Muscarinic regulation of cyclic AMP in bovine trachealis cells.

The goal of this study was to characterize the receptors and coupling mechanisms mediating muscarinic inhibition of adenylyl cyclase activity in bovine tracheal smooth muscle. In radioligand binding experiments, methoctramine and AF-DX 116 competed for approximately 85% of the 3H-quinuclidynyl benzilate (3H-QNB) binding sites on intact cells with high affinities (-log KI of 7.73 +/- 0.16 and 6.67 +/- 0.31, respectively) characteristic of binding to M2 receptors. The antagonist 4-diphenylacetoxy-N-methylpiperidine (4-DAMP) bound the receptors on intact cells with an affinity (-log KI = 7.76 +/- 0.21) characteristic of binding at M2 receptors.

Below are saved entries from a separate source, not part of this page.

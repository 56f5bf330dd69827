//! Root and path finding over a wire graph.
//!
//! Every walk is iterative and guarded by a visited set, so hand-assembled
//! graphs with cycles still terminate.

use spark_db::{EdgeKind, Technology, WireGraph, WireNodeId};
use std::collections::{HashMap, HashSet};

/// Read-only walker over one wire graph.
#[derive(Clone, Copy)]
pub struct GraphWalker<'a> {
    graph: &'a WireGraph,
    tech: &'a Technology,
}

impl<'a> GraphWalker<'a> {
    /// Creates a walker over `graph` using the routing levels of `tech`.
    pub fn new(graph: &'a WireGraph, tech: &'a Technology) -> Self {
        Self { graph, tech }
    }

    /// Returns the walked graph.
    pub fn graph(&self) -> &'a WireGraph {
        self.graph
    }

    /// Returns the technology used for levels.
    pub fn tech(&self) -> &'a Technology {
        self.tech
    }

    /// Returns the routing level of a node's layer.
    pub fn level(&self, node: WireNodeId) -> u32 {
        self.tech.routing_level(self.graph.node(node).layer)
    }

    /// Finds the topmost node of the level-`level` conductor run containing
    /// `node`.
    ///
    /// The walk climbs parent edges. It stops below a via arriving from a
    /// higher level; vias from lower levels are climbed through, and the
    /// result falls back to the last node on `level` when the nodes above
    /// lead to no other node on `level`.
    pub fn find_segment_root(&self, node: WireNodeId, level: u32) -> WireNodeId {
        let mut chain = Vec::new();
        let mut visited = HashSet::new();
        let mut current = node;
        while visited.insert(current) {
            let Some(edge) = self.graph.in_edge(current) else {
                break;
            };
            let parent = edge.source;
            if matches!(edge.kind, EdgeKind::Via(_)) && self.level(parent) > level {
                break;
            }
            chain.push(current);
            current = parent;
        }

        let mut root = current;
        for &below in chain.iter().rev() {
            if self.level(root) != level {
                root = below;
            }
        }
        root
    }

    /// Finds the start of the physical wire containing `node`: climbs every
    /// parent edge, segments and vias alike, until a node has none.
    pub fn find_segment_start(&self, node: WireNodeId) -> WireNodeId {
        let mut visited = HashSet::new();
        let mut current = node;
        while visited.insert(current) {
            match self.graph.in_edge(current) {
                Some(edge) => current = edge.source,
                None => break,
            }
        }
        current
    }

    /// Returns `true` if `node` starts a conductor run on `level`.
    ///
    /// Nodes carrying an instance terminal always qualify.
    pub fn if_segment_root(&self, node: WireNodeId, level: u32) -> bool {
        if self.graph.terminal(node).is_some() {
            return true;
        }
        let Some(edge) = self.graph.in_edge(node) else {
            return true;
        };
        match edge.kind {
            EdgeKind::Segment => false,
            EdgeKind::Via(_) => {
                let parent = edge.source;
                if self.level(parent) > level {
                    return true;
                }
                self.level(self.find_segment_root(parent, level)) != level
            }
        }
    }

    /// Returns every node that starts a conductor run on its own level, in
    /// node order.
    pub fn wire_roots(&self) -> Vec<WireNodeId> {
        self.graph
            .node_ids()
            .filter(|&n| {
                let level = self.level(n);
                level > 0 && self.if_segment_root(n, level)
            })
            .collect()
    }

    /// Finds a path from `node` to `goal` through nodes whose level is at
    /// most `level`.
    ///
    /// Depth-first, visiting the parent before children and children in edge
    /// order, so the same graph always yields the same path. Returns an
    /// empty path when `goal` is unreachable.
    pub fn find_car_path(
        &self,
        node: WireNodeId,
        level: u32,
        goal: WireNodeId,
    ) -> Vec<WireNodeId> {
        if self.level(node) > level || self.level(goal) > level {
            return Vec::new();
        }
        let mut visited = HashSet::new();
        let mut parent = HashMap::new();
        let mut stack = vec![node];
        while let Some(current) = stack.pop() {
            if !visited.insert(current) {
                continue;
            }
            if current == goal {
                let mut path = vec![goal];
                let mut at = goal;
                while let Some(&prev) = parent.get(&at) {
                    path.push(prev);
                    at = prev;
                }
                path.reverse();
                return path;
            }
            let next: Vec<WireNodeId> = self
                .graph
                .neighbors(current)
                .map(|(n, _)| n)
                .filter(|&n| !visited.contains(&n) && self.level(n) <= level)
                .collect();
            // Reversed so the first neighbour is popped first.
            for n in next.into_iter().rev() {
                parent.insert(n, current);
                stack.push(n);
            }
        }
        Vec::new()
    }
}

#[cfg(test)]
mod tests {
    use super::*;
    use spark_common::Point;
    use spark_db::{InstTermId, LayerId, NodeKind, ViaId};

    struct Fixture {
        tech: Technology,
        m1: LayerId,
        m2: LayerId,
        m3: LayerId,
        v12: ViaId,
        v23: ViaId,
    }

    fn fixture() -> Fixture {
        let mut tech = Technology::new(1000);
        let m1 = tech.add_routing_layer("met1", 140, 0.36);
        let c1 = tech.add_cut_layer("via1");
        let m2 = tech.add_routing_layer("met2", 140, 0.36);
        let c2 = tech.add_cut_layer("via2");
        let m3 = tech.add_routing_layer("met3", 300, 0.85);
        let v12 = tech.add_via("via12", m1, c1, m2, 0.0225).unwrap();
        let v23 = tech.add_via("via23", m2, c2, m3, 0.04).unwrap();
        Fixture {
            tech,
            m1,
            m2,
            m3,
            v12,
            v23,
        }
    }

    fn pt(x: i32) -> Point {
        Point::new(x, 0)
    }

    /// met1 a-b, via up to met2 c-d, via up to met3 e-f, via down to met2 g-h.
    fn stack(f: &Fixture) -> (WireGraph, Vec<WireNodeId>) {
        let mut g = WireGraph::new();
        let a = g.add_node(pt(0), f.m1, NodeKind::SegmentEnd);
        let b = g.add_node(pt(100), f.m1, NodeKind::Via);
        let c = g.add_node(pt(100), f.m2, NodeKind::Via);
        let d = g.add_node(pt(200), f.m2, NodeKind::Via);
        let e = g.add_node(pt(200), f.m3, NodeKind::Via);
        let ff = g.add_node(pt(300), f.m3, NodeKind::Via);
        let gg = g.add_node(pt(300), f.m2, NodeKind::Via);
        let h = g.add_node(pt(400), f.m2, NodeKind::SegmentEnd);
        g.add_edge(a, b, EdgeKind::Segment);
        g.add_edge(b, c, EdgeKind::Via(f.v12));
        g.add_edge(c, d, EdgeKind::Segment);
        g.add_edge(d, e, EdgeKind::Via(f.v23));
        g.add_edge(e, ff, EdgeKind::Segment);
        g.add_edge(ff, gg, EdgeKind::Via(f.v23));
        g.add_edge(gg, h, EdgeKind::Segment);
        (g, vec![a, b, c, d, e, ff, gg, h])
    }

    #[test]
    fn segment_root_on_same_level() {
        let f = fixture();
        let (g, n) = stack(&f);
        let w = GraphWalker::new(&g, &f.tech);
        assert_eq!(w.find_segment_root(n[1], 1), n[0]);
        assert_eq!(w.find_segment_root(n[3], 2), n[2]);
        assert_eq!(w.find_segment_root(n[5], 3), n[4]);
    }

    #[test]
    fn segment_root_stops_below_higher_via() {
        let f = fixture();
        let (g, n) = stack(&f);
        let w = GraphWalker::new(&g, &f.tech);
        assert_eq!(w.find_segment_root(n[7], 2), n[6]);
        assert!(w.if_segment_root(n[6], 2));
    }

    #[test]
    fn segment_root_is_idempotent() {
        let f = fixture();
        let (g, _) = stack(&f);
        let w = GraphWalker::new(&g, &f.tech);
        for node in g.node_ids() {
            let level = w.level(node);
            let root = w.find_segment_root(node, level);
            assert_eq!(w.find_segment_root(root, level), root);
            assert_eq!(w.level(root), level);
        }
    }

    #[test]
    fn roots_of_stack() {
        let f = fixture();
        let (g, n) = stack(&f);
        let w = GraphWalker::new(&g, &f.tech);
        assert_eq!(w.wire_roots(), vec![n[0], n[2], n[4], n[6]]);
        assert!(!w.if_segment_root(n[1], 1));
    }

    #[test]
    fn lower_via_is_climbed_to_same_level_root() {
        let f = fixture();
        let mut g = WireGraph::new();
        let a = g.add_node(pt(0), f.m2, NodeKind::SegmentEnd);
        let b = g.add_node(pt(100), f.m2, NodeKind::Via);
        let c = g.add_node(pt(100), f.m1, NodeKind::Via);
        let d = g.add_node(pt(200), f.m1, NodeKind::Via);
        let e = g.add_node(pt(200), f.m2, NodeKind::Via);
        let h = g.add_node(pt(300), f.m2, NodeKind::SegmentEnd);
        g.add_edge(a, b, EdgeKind::Segment);
        g.add_edge(b, c, EdgeKind::Via(f.v12));
        g.add_edge(c, d, EdgeKind::Segment);
        g.add_edge(d, e, EdgeKind::Via(f.v12));
        g.add_edge(e, h, EdgeKind::Segment);
        let w = GraphWalker::new(&g, &f.tech);
        assert_eq!(w.find_segment_root(h, 2), a);
        assert!(!w.if_segment_root(e, 2));
        assert_eq!(w.wire_roots(), vec![a, c]);
    }

    #[test]
    fn segment_start_climbs_through_vias() {
        let f = fixture();
        let (g, n) = stack(&f);
        let w = GraphWalker::new(&g, &f.tech);
        for &node in &n {
            assert_eq!(w.find_segment_start(node), n[0]);
        }
    }

    #[test]
    fn terminal_mid_run_is_a_root() {
        let f = fixture();
        let mut g = WireGraph::new();
        let a = g.add_node(pt(0), f.m1, NodeKind::SegmentEnd);
        let b = g.add_node(pt(100), f.m1, NodeKind::Terminal(InstTermId::from_raw(0)));
        let c = g.add_node(pt(200), f.m1, NodeKind::SegmentEnd);
        g.add_edge(a, b, EdgeKind::Segment);
        g.add_edge(b, c, EdgeKind::Segment);
        let w = GraphWalker::new(&g, &f.tech);
        assert!(w.if_segment_root(b, 1));
        assert!(!w.if_segment_root(c, 1));
        assert_eq!(w.wire_roots(), vec![a, b]);
    }

    #[test]
    fn car_path_respects_level() {
        let f = fixture();
        let (g, n) = stack(&f);
        let w = GraphWalker::new(&g, &f.tech);
        assert_eq!(w.find_car_path(n[2], 2, n[0]), vec![n[2], n[1], n[0]]);
        assert!(w.find_car_path(n[0], 2, n[7]).is_empty());
        assert_eq!(w.find_car_path(n[0], 3, n[7]), n.clone());
    }

    #[test]
    fn car_path_is_stable() {
        let f = fixture();
        let mut g = WireGraph::new();
        let a = g.add_node(pt(0), f.m1, NodeKind::SegmentEnd);
        let b = g.add_node(pt(100), f.m1, NodeKind::SegmentEnd);
        let c = g.add_node(pt(200), f.m1, NodeKind::SegmentEnd);
        let d = g.add_node(pt(300), f.m1, NodeKind::SegmentEnd);
        g.add_edge(a, b, EdgeKind::Segment);
        g.add_edge(a, c, EdgeKind::Segment);
        g.add_edge(b, d, EdgeKind::Segment);
        // A second route into `d` closes a cycle.
        g.add_edge(c, d, EdgeKind::Segment);
        let w = GraphWalker::new(&g, &f.tech);
        let first = w.find_car_path(a, 1, d);
        assert_eq!(first, vec![a, b, d]);
        for _ in 0..5 {
            assert_eq!(w.find_car_path(a, 1, d), first);
        }
    }

    #[test]
    fn walks_terminate_on_cycles() {
        let f = fixture();
        let mut g = WireGraph::new();
        let a = g.add_node(pt(0), f.m1, NodeKind::SegmentEnd);
        let b = g.add_node(pt(100), f.m1, NodeKind::SegmentEnd);
        g.add_edge(a, b, EdgeKind::Segment);
        g.add_edge(b, a, EdgeKind::Segment);
        let w = GraphWalker::new(&g, &f.tech);
        let root = w.find_segment_root(a, 1);
        assert!(root == a || root == b);
        let start = w.find_segment_start(b);
        assert!(start == a || start == b);
        assert_eq!(w.find_car_path(a, 1, a), vec![a]);
    }
}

In experiments measuring 3',5'-cyclic adenosine monophosphate (cAMP) accumulation, methoctramine, AF-DX 116, and 4-DAMP antagonized the inhibitory effect of carbachol on isoproterenol-stimulated cAMP accumulation with potencies consistent with mediation by M2 muscarinic receptors (-log Kb of 8.01 +/- 0.22 to 7.58 +/- 0.25 for methoctramine; 7.43 +/- 0.36 to 7.02 +/- 0.30 for AF-DX 116; and 7.60 +/- 0.21 for 4-DAMP). In other experiments, 24 +/- 3% of the inhibitory effect of carbachol was not reversed by 60 min exposure to atropine. Moreover, pertussis toxin (10, 250, and 1,000 ng/ml) decreased only a portion of the inhibitory effect of carbachol (8 +/- 19%, 32 +/- 10%, and 33 +/- 8%, respectively) on cAMP accumulation. These findings indicated that M2 receptors were coupled to adenylyl cyclase in trachealis cells, but that coupling mechanisms in addition to those of pertussis toxin-sensitive guanine nucleotide binding proteins were involved. Since the inhibitory effect of carbachol (10(-8) M) on isoproterenol-stimulated cAMP accumulation was decreased from 20 +/- 4% to -1 +/- 5% (n = 6) by okadaic acid (1 microM), protein phosphatases may regulate the processes coupling muscarinic receptors to adenylyl cyclase.